First, I want to talk a bit about steps and skips. In music terminology, moving from C to D is called a step, and moving from C to E is called a skip. When we STEP on the keyboard it looks like this on the staff: we move from a Line note to the neighboring Space note (up or down), or from a Space note to the neighboring Line note (up or down). When we SKIP on the keyboard, we move from Space to Space, or Line to Line on the staff, up or down.
Notice that in Ode to Joy p.31 in the first line, second measure, the music moves from an F to a G in the Treble Staff. That is a STEP. On p.32 first line, second measure, the music moves from E to C. That is a SKIP.
In the Bass Staff on p.31 bottom line, third measure, the music moves from G down a space to our new note Bass E. That is a SKIP. E is located in the third space from the bottom of the staff. The bass E3 and G3 that you play in Ode to Joy are just below middle C on your keyboard (see p.6). Watch my video for more about STEPS and SKIPS:
Ready to play Ode to Joy with bass E and G? Here is my demonstration video:
Notice that Ode to Joy has some strange new symbols written in red on pages 31-32. These symbols helped save paper and saved the poor composer’s aching hand from having to write out repeated sections.
The D.S. al Fine above the last measure of the piece on p. 32 sends you back to the sign or “segno” (in Italian) at the beginning of the third line on p.31. You continue playing from there until “Fine” above the last measure of p. 31. Fine means, the end.
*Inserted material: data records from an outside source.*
use actix_web::{HttpResponse, web};
use chrono::{Local, NaiveDate};
use serde::Deserialize;
use tracing::{error, info, instrument};
use utoipa::IntoParams;

use crate::{
    auth::auth::Session,
    dashboard::salary::summarize_salaries,
    error::ApiError,
    upstream::client::HrApi,
};

#[derive(Debug, Deserialize, IntoParams)]
#[serde(rename_all = "camelCase")]
#[into_params(parameter_in = Query)]
pub struct MonthQuery {
    /// `YYYY-MM`, defaults to the current month
    #[param(example = "2026-01")]
    pub month: Option<String>,
    /// Admins only: branch to inspect
    #[param(example = "B-01")]
    pub branch_id: Option<String>,
}

/// Accepts `YYYY-MM` and returns it in canonical form.
pub fn parse_month(raw: &str) -> Result<String, ApiError> {
    NaiveDate::parse_from_str(&format!("{}-01", raw.trim()), "%Y-%m-%d")
        .map(|d| d.format("%Y-%m").to_string())
        .map_err(|_| ApiError::BadRequest(format!("month must be YYYY-MM, got {raw:?}")))
}

/// Branch salary dashboard
#[utoipa::path(
    get,
    path = "/api/dashboard/salary",
    params(MonthQuery),
    responses(
        (status = 200, description = "Branch salary totals and chart rows", body = crate::dashboard::salary::SalarySummary),
        (status = 400, description = "Malformed month"),
        (status = 401, description = "Unauthorized"),
        (status = 403, description = "Forbidden"),
        (status = 502, description = "Upstream HR service unavailable")
    ),
    security(("bearer_auth" = [])),
    tag = "Dashboard"
)]
#[instrument(name = "branch_salary", skip(session, api), fields(user_id = session.user_id))]
pub async fn branch_salary(
    session: Session,
    api: web::Data<dyn HrApi>,
    query: web::Query<MonthQuery>,
) -> Result<HttpResponse, ApiError> {
    session.require_manager_or_admin()?;
    let branch = session.branch_scope(query.branch_id.as_deref())?;
    let month = match &query.month {
        Some(raw) => parse_month(raw)?,
        None => Local::now().format("%Y-%m").to_string(),
    };

    let (roster, salaries) = futures::join!(
        api.branch_employees(&session, branch),
        api.salary_by_month(&session, &month)
    );

    let roster = roster.inspect_err(|e| error!(error = %e, "Roster fetch failed"))?;
    let salaries = salaries.inspect_err(|e| error!(error = %e, %month, "Salary fetch failed"))?;

    let summary = summarize_salaries(&month, &roster, &salaries);

    info!(
        %month,
        headcount = summary.headcount,
        missing = summary.missing,
        "Salary summary computed"
    );

    Ok(HttpResponse::Ok().json(summary))
}

#[cfg(test)]
mod tests {
    use super::*;

    #[test]
    fn months_are_canonicalized() {
        assert_eq!(parse_month("2026-1").unwrap(), "2026-01");
        assert_eq!(parse_month(" 2026-12 ").unwrap(), "2026-12");
    }

    #[test]
    fn bad_months_are_rejected() {
        assert!(parse_month("2026-13").is_err());
        assert!(parse_month("January").is_err());
        assert!(parse_month("2026-01-15").is_err());
    }
}
pub mod lateness;
pub mod salary;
To clarify the D.S. al Fine, please watch my video:
At the bottom of p. 32 you see a Finger Number Drill. Try this exercise using your left hand on the C-G below middle C (that is C3). You might try playing it with a metronome set to 68 BPM (beats per minute). This exercise is meant to help you remember your finger numbers (pinkie is always 5-finger, and thumb is 1-finger in both hands).
Carefree starts with repeated Es and moves up to F and G and sounds similar to Ode to Joy, but it includes an F# in your right hand! You will play the F# with your right hand 4-finger. Remember that a sharp (#) raises a note a HALF STEP up, to the right.
That’s all for now. I hope you enjoy playing Ode to Joy and Carefree for the next two weeks. In Lesson 8 we will add another Bass note so keep studying Bass E and G noting that E is in the third space from the bottom of the Bass Staff, and G is in the top space.
Each time you add a new note to your music, you add to the potential for richness of sound. Your music and your playing are both going to keep getting better and better! Have a great two weeks and please feel free to ask questions in the comments section below.
Are you able to play songs, pieces and exercises without the letter strip now? If not, keep quizzing yourself on the keys. Did you enjoy the flash mob Ode to Joy performance? Orchestras offer surprises like that in order to try to keep classical music relevant and alive. In the Upper Hands Piano series we play both classical and popular pieces. What kind of music is your favorite? (I love it all, but I particularly like to play jazz.) Can you hum the Ode to Joy melody? Keep watching the video and playing the piece until you can!